Students will be required to complete the FAFSA or an alternative form created by the Illinois State Board of Education, though students with extenuating circumstances may complete a waiver.
Currently, only 59 percent of students complete the FAFSA application, which ranks Illinois ninth in the country for FAFSA completions. Illinois joins Louisiana as the only states requiring FAFSA completion.
“Not every student wishes to complete the FAFSA and that's why we wanted to make sure we included a provision allowing students to opt out of the requirement,” said state Sen. Andy Manar, D-Bunker Hill, who sponsored the bill. “This measure would allow us to maximize the number of students who apply for and receive federal student aid without creating an undue burden that stops some students from graduating.”
Decatur Superintendent Paul Fregeau said the district knows this will put some additional workload on counselors and is working on a plan.
"It's another avenue to allow kids to explore their opportunities beyond high school and the funding mechanisms that are available," Fregeau said.
Jose Medina graduated from Eisenhower in May and will attend Northwestern University in Evanston in the fall to study biology. He plans to be a doctor. He was afraid his family wouldn't be able to afford college, he said, until he completed his FAFSA.

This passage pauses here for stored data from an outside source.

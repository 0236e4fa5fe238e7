//! # Logger
//!
//! Installs the process-wide `tracing` subscriber for the server.
//!
//! * Console output is compact and colored.
//! * An optional rolling log directory gets non-blocking, uncolored output,
//!   optionally as JSON lines.
//! * `RUST_LOG` always overrides the programmatic level and filter.
//!
//! ## Example
//!
//! ```rust
//! use brgy_logger::{LevelFilter, Logger};
//!
//! let _logger = Logger::builder("incident-hub")
//!     .level(LevelFilter::DEBUG)
//!     .init()
//!     .unwrap();
//! ```

mod error;

pub use crate::error::LoggerError;
pub use tracing::level_filters::LevelFilter;
pub use tracing_appender::rolling::Rotation;

use std::fs;
use std::path::PathBuf;
use std::str::FromStr;
use tracing_appender::non_blocking::WorkerGuard;
use tracing_appender::rolling::RollingFileAppender;
use tracing_subscriber::fmt::layer;
use tracing_subscriber::layer::SubscriberExt;
use tracing_subscriber::util::SubscriberInitExt;
use tracing_subscriber::{EnvFilter, Layer};

const DEFAULT_MAX_FILES: usize = 10;
const LOG_FILE_SUFFIX: &str = "log";

/// A builder for configuring and initializing the global tracing subscriber.
#[must_use = "The builder must be configured before it can be used to initialize the logger."]
#[derive(Debug)]
pub struct LoggerBuilder {
    name: String,
    console: bool,
    path: Option<PathBuf>,
    level: LevelFilter,
    rotation: Rotation,
    max_files: usize,
    json: bool,
    env_filter: Option<String>,
}

impl LoggerBuilder {
    pub const fn level(mut self, level: LevelFilter) -> Self {
        self.level = level;
        self
    }

    /// Parses a level name such as `"debug"`.
    ///
    /// # Errors
    /// Returns [`LoggerError::InvalidConfiguration`] for unknown level names.
    pub fn level_name(self, level: &str) -> Result<Self, LoggerError> {
        let parsed = LevelFilter::from_str(level).map_err(|e| {
            LoggerError::InvalidConfiguration {
                message: format!("Unknown log level '{level}': {e}").into(),
                context: None,
            }
        })?;
        Ok(self.level(parsed))
    }

    /// Adds a programmatic filter (e.g. `brgy_evidence=debug,hyper=info`).
    pub fn env_filter(mut self, filter: impl Into<String>) -> Self {
        self.env_filter = Some(filter.into());
        self
    }

    pub const fn console(mut self, enabled: bool) -> Self {
        self.console = enabled;
        self
    }

    /// Writes rolling log files under `path`, prefixed with the logger name.
    pub fn path(mut self, path: impl Into<PathBuf>) -> Self {
        self.path = Some(path.into());
        self
    }

    /// Formats file output as JSON lines. Has no effect without [`LoggerBuilder::path`].
    pub const fn json(mut self, enabled: bool) -> Self {
        self.json = enabled;
        self
    }

    pub const fn rotation(mut self, rotation: Rotation) -> Self {
        self.rotation = rotation;
        self
    }

    pub const fn max_files(mut self, max: usize) -> Self {
        self.max_files = max;
        self
    }

    /// Consumes the builder and installs the global subscriber.
    ///
    /// The returned [`Logger`] owns the file writer's worker guard; keep it alive
    /// until shutdown so buffered lines are flushed.
    ///
    /// # Errors
    /// * [`LoggerError::InvalidConfiguration`] for an empty name, zero `max_files`,
    ///   an unparsable filter, or no enabled outputs.
    /// * [`LoggerError::Subscriber`] if a global subscriber is already set.
    pub fn init(self) -> Result<Logger, LoggerError> {
        self.validate()?;
        let env_filter = self.build_env_filter()?;

        let mut layers = Vec::new();
        if self.console {
            layers.push(layer().compact().with_ansi(true).boxed());
        }

        let guard = if let Some(path) = &self.path {
            fs::create_dir_all(path).map_err(|e| LoggerError::Internal {
                message: e.to_string().into(),
                context: Some(format!("Failed to create path: {}", path.display()).into()),
            })?;

            let appender = RollingFileAppender::builder()
                .rotation(self.rotation.clone())
                .filename_prefix(&self.name)
                .filename_suffix(LOG_FILE_SUFFIX)
                .max_log_files(self.max_files)
                .build(path)?;
            let (writer, guard) = tracing_appender::non_blocking(appender);
            let file_layer = layer().with_writer(writer).with_ansi(false);

            layers.push(if self.json { file_layer.json().boxed() } else { file_layer.boxed() });
            Some(guard)
        } else {
            None
        };

        if layers.is_empty() {
            return Err(LoggerError::InvalidConfiguration {
                message: "No logging outputs enabled; enable the console or a log path".into(),
                context: None,
            });
        }

        tracing_subscriber::registry().with(env_filter).with(layers).try_init()?;

        Ok(Logger { guard })
    }

    fn validate(&self) -> Result<(), LoggerError> {
        if self.name.trim().is_empty() {
            return Err(LoggerError::InvalidConfiguration {
                message: "Logger name cannot be empty".into(),
                context: None,
            });
        }
        if self.max_files == 0 {
            return Err(LoggerError::InvalidConfiguration {
                message: "max_files must be greater than zero".into(),
                context: None,
            });
        }
        Ok(())
    }

    fn build_env_filter(&self) -> Result<EnvFilter, LoggerError> {
        let builder = EnvFilter::builder().with_default_directive(self.level.into());
        if std::env::var_os(EnvFilter::DEFAULT_ENV).is_some() {
            return Ok(builder.from_env_lossy());
        }
        match &self.env_filter {
            Some(filter) => builder.parse(filter).map_err(|e| LoggerError::InvalidConfiguration {
                message: format!("Invalid env filter '{filter}': {e}").into(),
                context: None,
            }),
            None => Ok(builder.parse_lossy("")),
        }
    }
}

/// A handle to the initialized logging system.
///
/// Dropping it flushes and stops the background file writer.
#[must_use = "Dropping this handle will stop background logging threads."]
#[derive(Debug)]
pub struct Logger {
    guard: Option<WorkerGuard>,
}

impl Logger {
    /// Starts configuring the global subscriber. `name` prefixes rolling log files.
    pub fn builder(name: impl Into<String>) -> LoggerBuilder {
        LoggerBuilder {
            name: name.into(),
            console: true,
            path: None,
            level: LevelFilter::INFO,
            rotation: Rotation::DAILY,
            max_files: DEFAULT_MAX_FILES,
            json: false,
            env_filter: None,
        }
    }

    /// Whether a file writer is attached.
    #[must_use]
    pub const fn writes_files(&self) -> bool {
        self.guard.is_some()
    }
}

impl Drop for Logger {
    fn drop(&mut self) {
        if self.guard.is_some() {
            tracing::info!("Logging system shutting down, flushing buffers...");
        }
    }
}

#[cfg(test)]
mod tests {
    use super::*;
    use serial_test::serial;

    #[test]
    #[serial]
    fn builder_defaults() {
        let builder = Logger::builder("test-app").env_filter("brgy=debug");
        assert!(builder.console);
        assert_eq!(builder.level, LevelFilter::INFO);
        assert_eq!(builder.env_filter.as_deref(), Some("brgy=debug"));
        assert!(builder.path.is_none());
    }

    #[test]
    #[serial]
    fn level_names_are_parsed() {
        let builder = Logger::builder("test-app").level_name("debug").unwrap();
        assert_eq!(builder.level, LevelFilter::DEBUG);

        let err = Logger::builder("test-app").level_name("loud").unwrap_err();
        assert!(matches!(err, LoggerError::InvalidConfiguration { .. }));
    }

    #[test]
    #[serial]
    fn invalid_settings_are_rejected_before_install() {
        let err = Logger::builder("  ").init().unwrap_err();
        assert!(matches!(err, LoggerError::InvalidConfiguration { .. }));

        let err = Logger::builder("test-app").max_files(0).init().unwrap_err();
        assert!(matches!(err, LoggerError::InvalidConfiguration { .. }));

        let err = Logger::builder("test-app").console(false).init().unwrap_err();
        assert!(matches!(err, LoggerError::InvalidConfiguration { .. }));
    }
}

“I completed the FAFSA and wasn't expecting much,” Medina said. “Then I got two surprises. One was my acceptance to Northwestern and the second, much bigger, was my financial aid letter. I was surprised because my demonstrated financial need was met almost exactly. It was possible to go to Northwestern. I'm going to college and I didn't even have to leave the state.”

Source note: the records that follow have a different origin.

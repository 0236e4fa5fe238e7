//! Table names and `OpenAPI` tags shared across slices.

pub const REPORTS: &str = "reports";
pub const EMERGENCIES: &str = "emergencies";
pub const ANNOUNCEMENTS: &str = "announcements";
pub const USERS: &str = "users";
pub const ADMIN_USERS: &str = "admin_users";
pub const RESPONDERS: &str = "responders";
pub const AUDIT_LOGS: &str = "audit_logs";
pub const AUTH_IDENTITIES: &str = "auth_identities";

/// Tables whose changes are published on the change feed.
pub const OBSERVED_TABLES: &[&str] =
    &[REPORTS, EMERGENCIES, ANNOUNCEMENTS, USERS, ADMIN_USERS, RESPONDERS];

pub const SYSTEM_TAG: &str = "System";
pub const AUTH_TAG: &str = "Auth";
pub const FUNCTIONS_TAG: &str = "Functions";
pub const DASHBOARD_TAG: &str = "Dashboard";
pub const AUDIT_TAG: &str = "Audit";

He said he thinks that some students don't bother with completing a FAFSA because they, like him, don't think it's worth the trouble. It can be intimidating and confusing for a teenager, but requiring it to be completed before graduation means that counselors will be there to assist, as they assisted him, and that will help.
“That's what my story was,” he said. “Realizing that I had the opportunity to continue my education even though I doubted that I could.”